--- EXTRACTED INFORMATION ---

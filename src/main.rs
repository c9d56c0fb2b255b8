use anyhow::Result;

use std::io::{stdin, stdout, Stdin, Write};
use std::time::{SystemTime, UNIX_EPOCH};

use network_ai::{
    arena, board::Board, piece::*, player::Player, search::MachinePlayer, DEFAULT_SEARCH_DEPTH,
};

mod terminal;

fn ask(stdin: &Stdin, prompt: &str) -> Result<String> {
    print!("{}", prompt);
    stdout().flush().expect("failed to flush to stdout!");
    let mut buffer = String::new();
    stdin.read_line(&mut buffer)?;
    Ok(buffer.trim().to_string())
}

fn ask_yes_no(stdin: &Stdin, prompt: &str) -> Result<bool> {
    loop {
        match ask(stdin, prompt)?.to_lowercase().chars().next() {
            Some(_letter @ 'y') => return Ok(true),
            Some(_letter @ 'n') => return Ok(false),
            _ => println!("Unknown answer given"),
        }
    }
}

fn ask_number(stdin: &Stdin, prompt: &str, default: usize) -> Result<usize> {
    loop {
        let answer = ask(stdin, prompt)?;
        if answer.is_empty() {
            return Ok(default);
        }
        match answer.parse::<usize>() {
            Ok(number) if number > 0 => return Ok(number),
            _ => println!("Invalid number: {}", answer),
        }
    }
}

fn main() -> Result<()> {
    let stdin = stdin();

    println!("Welcome to Network\n");

    let depth = ask_number(
        &stdin,
        &format!("Search depth for AI players (default {}): ", DEFAULT_SEARCH_DEPTH),
        DEFAULT_SEARCH_DEPTH,
    )?;

    if ask_yes_no(&stdin, "Play a tournament of AI against random moves? y/n: ")? {
        let games = ask_number(&stdin, "Number of games (default 20): ", 20)?;
        let seed = SystemTime::now().duration_since(UNIX_EPOCH)?.as_secs();
        arena::tournament_verbose(games, depth, seed);
        return Ok(());
    }

    // one searching agent per AI controlled colour, each tracking the game on its own board
    let mut ai_players: Vec<MachinePlayer> = Vec::new();
    for &color in [Color::White, Color::Black].iter() {
        if ask_yes_no(&stdin, &format!("Is {} AI controlled? y/n: ", color))? {
            ai_players.push(MachinePlayer::with_config(color, depth, network_ai::BOARD_SIZE)?);
        }
    }

    println!("White connects left to right, Black connects top to bottom.");
    println!("Enter moves as 'x y' to add, 'x y from_x from_y' to step, or 'quit'.\n");

    let mut board = Board::new();
    let both_ai = ai_players.len() == 2;

    // game loop
    loop {
        terminal::display(&board)?;

        let mover = board.next_player();
        let next_move = match ai_players.iter_mut().find(|ai| ai.color() == mover) {
            // AI player
            Some(ai) => {
                println!("AI is thinking...");
                stdout().flush().expect("Failed to flush to stdout!");

                // slow down play if both players are AI
                if both_ai {
                    std::thread::sleep(std::time::Duration::new(1, 0));
                }
                ai.choose_move_verbose()
            }

            // human player
            None => {
                let input = ask(&stdin, &format!("{} move > ", mover))?;
                match input.parse::<Move>() {
                    Err(err) => {
                        println!("{}", err);
                        continue;
                    }
                    Ok(parsed) => {
                        if !board.is_legal(parsed, mover) {
                            println!("Illegal move {} for {}", parsed, mover);
                            // try the move again
                            continue;
                        }
                        parsed
                    }
                }
            }
        };

        if next_move == Move::Quit {
            println!("{} quits, {} wins!", mover, mover.other());
            break;
        }

        let applied = board.apply_move(next_move, mover);
        assert!(applied, "{} played illegal move {}", mover, next_move);
        for ai in ai_players.iter_mut().filter(|ai| ai.color() != mover) {
            let accepted = ai.opponent_move(next_move);
            assert!(accepted, "{} AI rejected {} by {}", ai.color(), next_move, mover);
        }

        // end states, the mover's own network takes precedence
        if let Some(winner) = [mover, mover.other()]
            .iter()
            .copied()
            .find(|&color| board.is_win(color))
        {
            terminal::display(&board)?;
            println!("{} wins!", winner);
            break;
        }
    }
    Ok(())
}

---

- **EXERCISE AIM**
The required answer is the exact run of lines above starting at the line with "played illegal move" and ending at the line with "network takes precedence", with both ends present.

- **EXERCISE ANSWER**
        assert!(applied, "{} played illegal move {}", mover, next_move);
        for ai in ai_players.iter_mut().filter(|ai| ai.color() != mover) {
            let accepted = ai.opponent_move(next_move);
            assert!(accepted, "{} AI rejected {} by {}", ai.color(), next_move, mover);
        }

        // end states, the mover's own network takes precedence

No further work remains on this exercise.